Nature / Corporate Culture
The atmosphere of the ALBA Lounge invites visitors and employees to linger or enjoy a light therapy session. The ‘Forest Curtain’ is a kind of frame that can accommodate the complexity of the ever-changing needs of visitors and employees.
Embrace the Existing
The design approach is minimally invasive. As much of the existing inventory as possible is left in place and recontextualised with selected new additions. The screen wall that already existed at this location prior to the project is reimagined: changing messages provide information about ALBA's recycling activities in short slogans. Exclusively for ALBA, a simple but comfortable armchair made of recycled oak has been created, inviting visitors to linger and enjoy the sunshine. This is complemented by side tables that can also be used as stools or benches. The furniture is accentuated by a minimalist, rollable glass tea bar on a recycled aluminium base from the ALBA recycling centre. A custom-made carpet made of recycled loden fabric, hand-woven by weavers in the Allgäu region, simulates the forest floor. It was developed in collaboration with the Aschau-based recycling label LPJ.

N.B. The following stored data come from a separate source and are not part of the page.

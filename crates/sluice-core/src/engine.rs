use crate::datapath::DatapathId;
use crate::flow::{FlowMod, SwitchFeatures};
use crate::snapshot::PolicySnapshot;
use std::sync::Arc;
use thiserror::Error;

/// Fault raised by the policy engine while computing flow-table changes.
///
/// A `PolicyError` escaping a protected event handler terminates the
/// process; see the dispatcher's fail-fast policy.
#[derive(Error, Debug)]
pub enum PolicyError {
    /// The event names a switch the engine does not govern
    #[error("datapath {0} is not governed by the active configuration")]
    UnknownDatapath(DatapathId),

    /// The engine has no configuration to work from yet
    #[error("no active configuration")]
    NoActiveConfig,

    /// Any other engine fault
    #[error("policy engine fault: {0}")]
    Fault(String),
}

/// Computes the flow-table changes that controller events require.
///
/// Implementations are not required to be thread-safe: every method takes
/// `&mut self`, and the event dispatcher guarantees single-threaded access
/// by processing one event fully before taking the next.
pub trait PolicyEngine: Send {
    /// Apply a new configuration snapshot, returning the differential flow
    /// modifications for the transition from the previous one.
    fn reload(&mut self, snapshot: Arc<PolicySnapshot>) -> Result<Vec<FlowMod>, PolicyError>;

    /// A switch connected with the given ports up.
    fn datapath_connect(
        &mut self,
        datapath: DatapathId,
        discovered_ports: &[u32],
    ) -> Result<Vec<FlowMod>, PolicyError>;

    /// A switch session came back after a drop.
    fn datapath_reconnect(&mut self, datapath: DatapathId) -> Result<Vec<FlowMod>, PolicyError>;

    /// A switch went away; forget its learned state.
    fn datapath_disconnect(&mut self, datapath: DatapathId) -> Result<(), PolicyError>;

    /// A tagged packet was punted to the controller.
    fn packet_in(
        &mut self,
        datapath: DatapathId,
        in_port: u32,
        vlan: u16,
        frame: &[u8],
    ) -> Result<Vec<FlowMod>, PolicyError>;

    /// A port appeared or its link came up.
    fn port_add(&mut self, datapath: DatapathId, port: u32) -> Result<Vec<FlowMod>, PolicyError>;

    /// A port disappeared or its link went down.
    fn port_delete(&mut self, datapath: DatapathId, port: u32) -> Result<Vec<FlowMod>, PolicyError>;

    /// A switch answered the feature request.
    fn switch_features(
        &mut self,
        datapath: DatapathId,
        features: &SwitchFeatures,
    ) -> Result<Vec<FlowMod>, PolicyError>;

    /// Periodic gateway resolution; `None` when there is nothing to resolve.
    fn resolve_gateways(&mut self) -> Result<Option<Vec<FlowMod>>, PolicyError>;

    /// Periodic learned-host aging; produces no flow modifications.
    fn host_expire(&mut self) -> Result<(), PolicyError>;
}
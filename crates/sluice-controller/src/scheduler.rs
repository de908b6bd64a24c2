//! Periodic event producers.

use crate::dispatcher::EventSender;
use sluice_core::Event;
use std::time::Duration;
use tokio::sync::watch;
use tokio::task::JoinHandle;
use tokio::time::{self, MissedTickBehavior};
use tracing::debug;

/// Handle to the two periodic event producers.
///
/// The timers run for the life of the process unless [`shutdown`] is
/// called; they also exit on their own when the event channel closes.
///
/// [`shutdown`]: PeriodicTasks::shutdown
#[derive(Debug)]
pub struct PeriodicTasks {
    stop: watch::Sender<bool>,
    handles: Vec<JoinHandle<()>>,
}

impl PeriodicTasks {
    /// Spawn the gateway-resolution and host-expiry timers.
    ///
    /// Each timer only ever submits its synthetic event; the policy logic
    /// behind it runs in the dispatcher.
    pub fn spawn(
        events: EventSender,
        gateway_resolve_interval: Duration,
        host_expire_interval: Duration,
    ) -> Self {
        let (stop, _) = watch::channel(false);
        let handles = vec![
            spawn_timer(
                events.clone(),
                gateway_resolve_interval,
                Event::ResolveGateways,
                stop.subscribe(),
                "resolve_gateways",
            ),
            spawn_timer(
                events,
                host_expire_interval,
                Event::HostExpire,
                stop.subscribe(),
                "host_expire",
            ),
        ];
        Self { stop, handles }
    }

    /// Stop both timers and wait for them to exit.
    pub async fn shutdown(self) {
        let _ = self.stop.send(true);
        for handle in self.handles {
            let _ = handle.await;
        }
    }
}

fn spawn_timer(
    events: EventSender,
    period: Duration,
    event: Event,
    mut stop: watch::Receiver<bool>,
    name: &'static str,
) -> JoinHandle<()> {
    tokio::spawn(async move {
        let mut ticker = time::interval(period);
        ticker.set_missed_tick_behavior(MissedTickBehavior::Delay);
        loop {
            tokio::select! {
                _ = ticker.tick() => {
                    if events.submit(event.clone()).await.is_err() {
                        debug!(task = name, "event channel closed; timer exiting");
                        break;
                    }
                }
                _ = stop.changed() => {
                    debug!(task = name, "timer stopped");
                    break;
                }
            }
        }
    })
}

#[cfg(test)]
mod tests {
    use super::*;
    use crate::dispatcher::event_channel;
    use sluice_core::EventKind;
    use std::collections::HashSet;

    #[tokio::test(start_paused = true)]
    async fn emits_both_event_kinds_on_their_cadences() {
        let (events, mut dispatcher) = event_channel(16);
        let tasks = PeriodicTasks::spawn(
            events,
            Duration::from_secs(2),
            Duration::from_secs(5),
        );

        // the first tick of each timer fires immediately
        let mut first = HashSet::new();
        for _ in 0..2 {
            first.insert(dispatcher.recv().await.unwrap().kind());
        }
        assert_eq!(
            first,
            HashSet::from([EventKind::ResolveGateways, EventKind::HostExpire])
        );

        // t=2s, t=4s are gateway ticks, t=5s the next host expiry
        let mut next = Vec::new();
        for _ in 0..3 {
            next.push(dispatcher.recv().await.unwrap().kind());
        }
        assert_eq!(
            next,
            vec![
                EventKind::ResolveGateways,
                EventKind::ResolveGateways,
                EventKind::HostExpire
            ]
        );

        tokio::time::timeout(Duration::from_secs(1), tasks.shutdown())
            .await
            .expect("shutdown is deterministic");
    }

    #[tokio::test(start_paused = true)]
    async fn timers_exit_when_the_channel_closes() {
        let (events, dispatcher) = event_channel(16);
        let tasks = PeriodicTasks::spawn(
            events,
            Duration::from_millis(10),
            Duration::from_millis(10),
        );

        drop(dispatcher);

        // both tasks notice the closed channel on their next tick
        tokio::time::timeout(Duration::from_secs(1), async {
            for handle in tasks.handles {
                handle.await.unwrap();
            }
        })
        .await
        .expect("timers exit on their own");
    }
}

Recycle, Think in Terms of Available Materials
The reception lobby mainly displays recycled metal, the main raw material used by ALBA Aufbereitung. The heavy aluminium panels of the display wall were previously used as sweeping plates for scrap metal at the ALBA recycling centre. Behind it is a guest cloakroom. The reception desk is made of recycled oak. Its backdrop is a wall made of recycled aluminium printing plates from ALBA. Indirect lighting on the aluminium wall transforms the recessed counter area into a light-reflecting space.
Outdoor Room, the Roof Garden
On the roof terrace on the 8th floor of ALBA's headquarters, a newly designed roof landscape invites all employees to enjoy a snack garden for people and a perennial garden for insects. Here, too, the furniture is made from recycled wood and recycled metal. The ALBA wooden armchairs and stools, familiar from the reception area, are scattered around. The stool chair is presented here in a double version. The raised beds are framed with recycled robinia wood from the ALBA timber yard. The centre of the green roof landscape is structured by a bridge-like metal construction made of three large recycled stainless steel tubs from the ALBA collection. A floating wildflower meadow grows inside. The arrangement of the elements allows for circulation without the mobile furniture precisely defining the ‘outdoor room’. The use of the same furniture as in the ALBA Lounge dissolves the boundary between indoor and outdoor space.
Healing and Wellbeing
The ALBA Lounge offers healing and wellbeing in the workplace in the form of light therapy to combat the blues of the dark winter months in Berlin. Now that employees are back at work after coronavirus and working from home, ALBA is keen to establish a healing, socially inclusive and natural atmosphere in the office environment.
Participation
Employees are invited to participate in a process of changing the Forest Curtain in the ALBA Lounge themselves according to their own needs by mooving the wooden curtains. Employees are also free to help themselves and harvest produce in the picking garden of the ‘Outdoor Room’.
Sustainability
The innovative design approach is to complement what already exists in a pointed way and thus recontextualise it. Recycling materials means that BUCHHOLZBERLIN and Peter Heimer use available materials from the ALBA recycling centres to create new forms. Recycled materials are reassembled in their raw state and not formally modified. Aluminium printing plates and heavy aluminium plates are used to create complete walls and bases for tables and tea trolleys. Scratches and signs of wear are preserved and become ornaments with a legible, internal company history. Later the plates can easily be used again.